Na última semana, o Presidente do Tribunal de Contas do Estado de Mato Grosso, Conselheiro Sérgio Ricardo, destacou em entrevista coletiva que o Estado enfrenta profundas desigualdades, afirmando: “temos ilhas de prosperidade e temos ilhas de miséria. O Estado de Mato Grosso não é um Estado rico. Nós temos setores ricos”. Ele também mencionou questões estruturais, como a deficiência no saneamento básico, limitações na capacidade energética e a baixa geração de emprego e renda.
A declaração gerou reações nas redes sociais, onde muitos a consideraram um discurso político ou demagógico. Contudo, essa análise rápida ignora um aspecto essencial: a reflexão sobre esses problemas é uma função primordial de um Tribunal de Contas. Por muito tempo, a visão adotada sobre controle externo foi restrita aos aspectos legais e procedimentais, sem considerar a efetividade das políticas públicas.
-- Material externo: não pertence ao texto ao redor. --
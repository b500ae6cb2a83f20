use crate::config::is_video_file;
use anyhow::{Context, Result};
use std::path::{Path, PathBuf};
use walkdir::WalkDir;

#[derive(Debug, Clone)]
pub struct VideoFileInfo {
    pub path: PathBuf,
    pub size: u64,
}

/// 掃描資料夾內的影片檔案
///
/// `recursive` 為 false 時只看第一層。結果依路徑排序，讓輸出順序穩定。
pub fn scan_video_files(directory: &Path, recursive: bool) -> Result<Vec<VideoFileInfo>> {
    let walker = WalkDir::new(directory).follow_links(false);
    let walker = if recursive { walker } else { walker.max_depth(1) };

    let mut video_files = Vec::new();
    for entry in walker {
        let entry =
            entry.with_context(|| format!("無法讀取資料夾內容: {}", directory.display()))?;
        if !entry.file_type().is_file() || !is_video_file(entry.path()) {
            continue;
        }
        let size = entry.metadata().map(|m| m.len()).unwrap_or(0);
        video_files.push(VideoFileInfo {
            path: entry.into_path(),
            size,
        });
    }

    video_files.sort_by(|a, b| a.path.cmp(&b.path));
    Ok(video_files)
}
Tradicionalmente, o papel dos Tribunais de Contas se concentrava na verificação da legalidade formal, analisando se as licitações seguiam as modalidades corretas e se os gastos estavam de acordo com as previsões legais. Essa abordagem focava nos aspectos burocráticos da Administração Pública, deixando de lado a avaliação dos resultados efetivos entregues à sociedade.
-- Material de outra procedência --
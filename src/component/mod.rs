//! 功能元件模組
//!
//! 每個子模組實現一個獨立的功能，包含主要邏輯和專用工具

pub mod contact_sheet_generator;

pub use contact_sheet_generator::ContactSheetGenerator;
use crate::config::types::{Config, UserSettings};
use anyhow::{Context, Result};
use log::warn;
use std::fs;
use std::path::Path;

/// 使用者設定檔，存放於程式執行的當前目錄
pub const SETTINGS_FILE: &str = "settings.json";

impl Config {
    pub fn new() -> Result<Self> {
        Ok(Self::load_from(Path::new(SETTINGS_FILE)))
    }

    /// 讀取設定檔；不存在或無法解析時使用預設值
    #[must_use]
    pub fn load_from(path: &Path) -> Self {
        let settings = Self::load_settings(path).unwrap_or_else(|e| {
            warn!("{e:#}，改用預設設定");
            UserSettings::default()
        });

        Self { settings }
    }

    fn load_settings(path: &Path) -> Result<UserSettings> {
        if !path.exists() {
            return Ok(UserSettings::default());
        }

        let content = fs::read_to_string(path)
            .with_context(|| format!("Failed to read settings from {}", path.display()))?;

        serde_json::from_str(&content)
            .with_context(|| format!("Failed to parse settings from {}", path.display()))
    }
}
Entretanto, a Administração Pública contemporânea deve ser analisada não apenas pela conformidade em seus processos, mas também pelos resultados que gera. Essa mudança de paradigma é o que se denomina “Administração Gerencial”. Não é suficiente que os procedimentos estejam corretos; é vital que eles resultem em melhorias concretas na vida da população.
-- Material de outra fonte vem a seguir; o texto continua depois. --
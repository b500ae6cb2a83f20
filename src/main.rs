use anyhow::{Context, Result, bail};
use console::style;
use log::{info, warn};
use std::path::Path;
use video_contact_sheet::cli::Args;
use video_contact_sheet::component::ContactSheetGenerator;
use video_contact_sheet::config::Config;
use video_contact_sheet::config::save::{add_recent_path, save_settings};
use video_contact_sheet::init;
use video_contact_sheet::signal::setup_shutdown_signal;
use video_contact_sheet::tools::{ensure_directory_exists, resolve_output_path};

fn main() -> Result<()> {
    init::init();
    let args = Args::parse_args();
    let shutdown_signal = setup_shutdown_signal()?;

    let mut config = Config::new()?;
    let options = args.apply_to(config.settings.sheet.clone())?;

    if args.save_settings {
        config.settings.sheet = options.clone();
        if let Some(input) = &args.input {
            add_recent_path(&mut config.settings, &input.to_string_lossy());
        }
        save_settings(&config.settings)?;
        info!("已儲存預設設定");
    }

    let generator = ContactSheetGenerator::from_options(options, shutdown_signal)?
        .with_overwrite(args.overwrite);

    let result = match &args.input {
        None => generator.run_interactive(&mut config),
        Some(input) if input.is_dir() => {
            if !args.recursive {
                bail!("{} 是資料夾，請加上 -r 以處理資料夾中的影片", input.display());
            }
            generator
                .run_batch(input, args.output.as_deref(), true)
                .map(|_| ())
        }
        Some(input) => run_single(&generator, input, args.output.as_deref()),
    };

    if let Err(e) = &result {
        warn!("Program error: {e:#}");
        eprintln!("{} {e:#}", style("錯誤:").red().bold());
    }

    result
}

/// `-o` 為資料夾時輸出到 `<資料夾>/<檔名>.<副檔名>`，否則視為輸出檔路徑
fn run_single(generator: &ContactSheetGenerator, input: &Path, output: Option<&Path>) -> Result<()> {
    let format = generator.options().output_format;
    let output_path = match output {
        Some(output) if output.is_dir() => resolve_output_path(input, Some(output), format),
        Some(output) => {
            if let Some(parent) = output.parent().filter(|p| !p.as_os_str().is_empty()) {
                ensure_directory_exists(parent)
                    .with_context(|| format!("無法建立輸出資料夾: {}", parent.display()))?;
            }
            output.to_path_buf()
        }
        None => resolve_output_path(input, None, format),
    };

    generator.run_single(input, &output_path)
}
Nesse contexto, a Constituição Federal, em seu art. 3º, estabelece que a promoção do bem-estar social é um objetivo fundamental da Administração Pública. Assim, quando o Presidente do Tribunal de Contas aponta problemas como desigualdade social e déficits em serviços essenciais, ele age dentro de suas atribuições, reforçando a responsabilidade do controle externo de zelar pelos resultados das políticas públicas.
A questão central não se resume apenas a verificar se o Estado cumpre as normas, mas sim se ele efetivamente realiza sua missão. O processo administrativo deve ser visto como um meio para promover transformações significativas na vida das pessoas, e não como um fim em si mesmo.